### Task requirements
Only the number is needed: how many lines of the entries below contain the word "limit".

════

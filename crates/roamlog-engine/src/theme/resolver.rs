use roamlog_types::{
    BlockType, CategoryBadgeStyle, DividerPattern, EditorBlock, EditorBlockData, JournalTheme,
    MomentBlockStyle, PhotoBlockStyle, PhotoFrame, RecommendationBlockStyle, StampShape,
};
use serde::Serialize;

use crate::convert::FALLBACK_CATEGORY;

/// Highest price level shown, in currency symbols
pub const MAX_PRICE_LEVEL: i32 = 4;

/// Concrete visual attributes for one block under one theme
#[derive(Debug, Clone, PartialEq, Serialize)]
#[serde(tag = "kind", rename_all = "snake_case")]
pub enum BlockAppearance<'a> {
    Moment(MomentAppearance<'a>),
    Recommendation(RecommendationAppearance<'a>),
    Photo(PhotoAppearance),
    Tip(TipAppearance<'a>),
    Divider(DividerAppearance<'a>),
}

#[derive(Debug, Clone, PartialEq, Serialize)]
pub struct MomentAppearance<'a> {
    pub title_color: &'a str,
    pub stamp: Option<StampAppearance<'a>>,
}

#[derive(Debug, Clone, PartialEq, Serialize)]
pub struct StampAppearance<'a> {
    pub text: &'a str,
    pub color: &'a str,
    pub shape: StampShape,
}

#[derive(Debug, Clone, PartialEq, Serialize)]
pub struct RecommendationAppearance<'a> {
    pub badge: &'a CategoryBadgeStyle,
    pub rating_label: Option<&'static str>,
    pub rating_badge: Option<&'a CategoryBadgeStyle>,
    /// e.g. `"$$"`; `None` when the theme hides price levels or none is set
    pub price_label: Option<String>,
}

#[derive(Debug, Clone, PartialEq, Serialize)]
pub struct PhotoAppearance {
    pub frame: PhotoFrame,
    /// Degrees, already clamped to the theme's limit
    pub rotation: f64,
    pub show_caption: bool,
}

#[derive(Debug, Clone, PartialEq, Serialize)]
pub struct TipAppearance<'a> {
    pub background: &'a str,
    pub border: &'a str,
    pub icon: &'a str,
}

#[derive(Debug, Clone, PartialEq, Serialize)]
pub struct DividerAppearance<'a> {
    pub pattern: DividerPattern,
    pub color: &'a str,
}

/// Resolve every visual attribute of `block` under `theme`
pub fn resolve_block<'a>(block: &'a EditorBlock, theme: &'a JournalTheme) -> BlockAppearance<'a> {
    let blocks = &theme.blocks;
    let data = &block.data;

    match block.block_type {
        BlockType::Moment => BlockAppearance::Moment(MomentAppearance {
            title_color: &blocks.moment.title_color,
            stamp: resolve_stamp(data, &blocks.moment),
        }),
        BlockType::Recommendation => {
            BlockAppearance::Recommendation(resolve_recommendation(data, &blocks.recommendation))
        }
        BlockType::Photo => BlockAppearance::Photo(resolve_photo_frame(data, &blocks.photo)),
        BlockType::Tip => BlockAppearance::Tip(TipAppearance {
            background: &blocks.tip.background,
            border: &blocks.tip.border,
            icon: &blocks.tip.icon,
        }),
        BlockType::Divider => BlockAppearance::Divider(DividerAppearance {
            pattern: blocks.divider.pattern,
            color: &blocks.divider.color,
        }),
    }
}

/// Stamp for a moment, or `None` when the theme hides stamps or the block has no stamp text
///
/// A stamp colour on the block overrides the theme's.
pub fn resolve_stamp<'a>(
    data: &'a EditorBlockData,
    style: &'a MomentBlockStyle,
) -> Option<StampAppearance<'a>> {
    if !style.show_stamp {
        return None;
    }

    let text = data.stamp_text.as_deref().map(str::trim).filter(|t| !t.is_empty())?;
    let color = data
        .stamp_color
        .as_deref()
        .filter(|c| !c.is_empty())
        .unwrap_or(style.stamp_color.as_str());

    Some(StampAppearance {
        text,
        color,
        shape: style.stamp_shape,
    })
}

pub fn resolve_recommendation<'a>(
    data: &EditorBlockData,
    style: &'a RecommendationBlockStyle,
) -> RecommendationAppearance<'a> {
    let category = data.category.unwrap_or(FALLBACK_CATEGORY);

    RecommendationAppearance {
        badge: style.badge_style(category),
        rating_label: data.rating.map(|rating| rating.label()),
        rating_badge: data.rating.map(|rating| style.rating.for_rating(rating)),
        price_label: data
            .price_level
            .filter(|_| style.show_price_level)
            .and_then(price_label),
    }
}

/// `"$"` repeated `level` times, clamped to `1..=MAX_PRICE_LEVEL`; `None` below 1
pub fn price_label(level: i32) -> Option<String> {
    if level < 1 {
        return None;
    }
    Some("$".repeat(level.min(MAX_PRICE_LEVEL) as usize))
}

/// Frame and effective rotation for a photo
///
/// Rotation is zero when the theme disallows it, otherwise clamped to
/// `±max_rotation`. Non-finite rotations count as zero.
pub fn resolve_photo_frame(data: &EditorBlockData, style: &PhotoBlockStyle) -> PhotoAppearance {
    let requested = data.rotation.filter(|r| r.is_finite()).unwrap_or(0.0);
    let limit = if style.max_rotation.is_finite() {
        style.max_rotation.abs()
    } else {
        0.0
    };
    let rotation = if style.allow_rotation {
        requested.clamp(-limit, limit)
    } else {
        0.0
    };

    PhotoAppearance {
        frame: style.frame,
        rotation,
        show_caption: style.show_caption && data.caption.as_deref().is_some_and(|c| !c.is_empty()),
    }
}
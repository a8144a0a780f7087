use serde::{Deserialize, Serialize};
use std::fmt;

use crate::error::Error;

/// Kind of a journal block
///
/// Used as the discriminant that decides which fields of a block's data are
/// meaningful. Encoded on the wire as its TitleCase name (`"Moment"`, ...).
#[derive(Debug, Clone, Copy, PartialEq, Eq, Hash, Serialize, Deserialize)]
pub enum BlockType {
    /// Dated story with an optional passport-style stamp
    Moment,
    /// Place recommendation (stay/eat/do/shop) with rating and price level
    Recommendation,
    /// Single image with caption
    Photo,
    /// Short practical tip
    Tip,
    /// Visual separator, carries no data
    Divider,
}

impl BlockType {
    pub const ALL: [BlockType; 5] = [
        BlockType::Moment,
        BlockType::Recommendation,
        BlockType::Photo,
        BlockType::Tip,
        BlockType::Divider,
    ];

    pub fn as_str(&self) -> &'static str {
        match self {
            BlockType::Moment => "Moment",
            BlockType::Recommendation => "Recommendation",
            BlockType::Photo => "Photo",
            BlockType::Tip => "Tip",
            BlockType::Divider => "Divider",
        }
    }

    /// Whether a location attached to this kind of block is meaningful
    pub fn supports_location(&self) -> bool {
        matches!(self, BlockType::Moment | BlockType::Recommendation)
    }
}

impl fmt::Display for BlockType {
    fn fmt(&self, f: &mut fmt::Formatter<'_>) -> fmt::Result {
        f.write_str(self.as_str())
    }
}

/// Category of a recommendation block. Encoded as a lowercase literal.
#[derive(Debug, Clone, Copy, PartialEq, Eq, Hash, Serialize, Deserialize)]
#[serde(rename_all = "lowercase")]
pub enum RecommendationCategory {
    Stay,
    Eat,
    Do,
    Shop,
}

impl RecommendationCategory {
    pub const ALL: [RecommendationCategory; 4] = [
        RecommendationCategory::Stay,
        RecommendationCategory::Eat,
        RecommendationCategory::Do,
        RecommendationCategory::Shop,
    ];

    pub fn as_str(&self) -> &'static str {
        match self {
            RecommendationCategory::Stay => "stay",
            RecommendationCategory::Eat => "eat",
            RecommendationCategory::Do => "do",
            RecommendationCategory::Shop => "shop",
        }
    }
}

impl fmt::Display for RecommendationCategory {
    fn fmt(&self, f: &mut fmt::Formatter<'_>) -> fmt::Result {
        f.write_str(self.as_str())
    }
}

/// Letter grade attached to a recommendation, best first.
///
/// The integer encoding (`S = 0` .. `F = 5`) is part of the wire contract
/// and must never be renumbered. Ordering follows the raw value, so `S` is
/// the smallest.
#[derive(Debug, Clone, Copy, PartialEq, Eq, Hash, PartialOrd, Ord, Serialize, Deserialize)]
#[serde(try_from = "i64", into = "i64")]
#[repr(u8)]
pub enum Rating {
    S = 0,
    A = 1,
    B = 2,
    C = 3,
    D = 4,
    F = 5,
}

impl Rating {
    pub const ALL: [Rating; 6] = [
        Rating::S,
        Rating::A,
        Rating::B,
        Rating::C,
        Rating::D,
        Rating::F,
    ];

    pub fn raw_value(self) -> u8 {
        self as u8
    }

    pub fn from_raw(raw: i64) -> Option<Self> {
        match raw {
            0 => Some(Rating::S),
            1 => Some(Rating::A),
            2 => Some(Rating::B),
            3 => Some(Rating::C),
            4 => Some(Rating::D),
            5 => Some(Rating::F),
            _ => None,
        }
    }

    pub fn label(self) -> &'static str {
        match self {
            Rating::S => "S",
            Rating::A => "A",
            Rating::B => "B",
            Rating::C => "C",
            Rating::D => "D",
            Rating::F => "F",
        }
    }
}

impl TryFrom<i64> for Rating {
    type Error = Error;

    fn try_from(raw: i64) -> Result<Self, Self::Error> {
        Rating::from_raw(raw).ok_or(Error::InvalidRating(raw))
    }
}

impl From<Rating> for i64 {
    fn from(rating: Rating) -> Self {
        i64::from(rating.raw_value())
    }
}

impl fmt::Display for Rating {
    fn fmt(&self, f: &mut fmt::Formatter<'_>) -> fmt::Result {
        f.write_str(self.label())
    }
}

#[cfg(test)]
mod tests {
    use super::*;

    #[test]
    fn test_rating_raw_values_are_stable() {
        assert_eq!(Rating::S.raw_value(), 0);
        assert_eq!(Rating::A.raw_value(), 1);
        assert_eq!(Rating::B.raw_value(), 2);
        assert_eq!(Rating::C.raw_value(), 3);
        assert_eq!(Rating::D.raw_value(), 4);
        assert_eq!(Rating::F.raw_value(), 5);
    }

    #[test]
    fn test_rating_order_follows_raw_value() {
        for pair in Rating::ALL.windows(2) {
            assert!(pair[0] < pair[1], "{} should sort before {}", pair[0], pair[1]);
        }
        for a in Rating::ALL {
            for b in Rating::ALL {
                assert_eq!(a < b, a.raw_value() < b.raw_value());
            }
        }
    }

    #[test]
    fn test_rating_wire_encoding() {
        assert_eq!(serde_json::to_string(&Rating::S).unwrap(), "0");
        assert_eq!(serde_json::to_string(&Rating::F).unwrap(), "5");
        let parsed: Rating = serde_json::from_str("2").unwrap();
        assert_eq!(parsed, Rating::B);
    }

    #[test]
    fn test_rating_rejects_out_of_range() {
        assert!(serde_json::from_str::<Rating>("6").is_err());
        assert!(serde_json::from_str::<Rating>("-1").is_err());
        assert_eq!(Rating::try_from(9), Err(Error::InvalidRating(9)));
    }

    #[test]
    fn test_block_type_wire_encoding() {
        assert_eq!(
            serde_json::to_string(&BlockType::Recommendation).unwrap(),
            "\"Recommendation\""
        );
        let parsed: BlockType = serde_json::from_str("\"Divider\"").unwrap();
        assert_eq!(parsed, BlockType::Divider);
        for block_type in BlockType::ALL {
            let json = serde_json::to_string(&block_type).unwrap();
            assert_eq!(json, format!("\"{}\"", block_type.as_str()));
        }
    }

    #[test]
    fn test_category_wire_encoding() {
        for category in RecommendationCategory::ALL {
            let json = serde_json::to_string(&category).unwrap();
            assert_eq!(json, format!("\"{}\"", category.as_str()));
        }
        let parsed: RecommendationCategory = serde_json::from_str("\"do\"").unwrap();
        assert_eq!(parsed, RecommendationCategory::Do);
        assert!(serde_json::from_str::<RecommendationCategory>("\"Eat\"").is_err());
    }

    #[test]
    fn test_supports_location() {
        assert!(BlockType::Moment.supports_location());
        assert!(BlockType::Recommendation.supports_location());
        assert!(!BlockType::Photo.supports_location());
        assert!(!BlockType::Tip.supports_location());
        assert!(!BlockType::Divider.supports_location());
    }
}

════

### Response to this task
3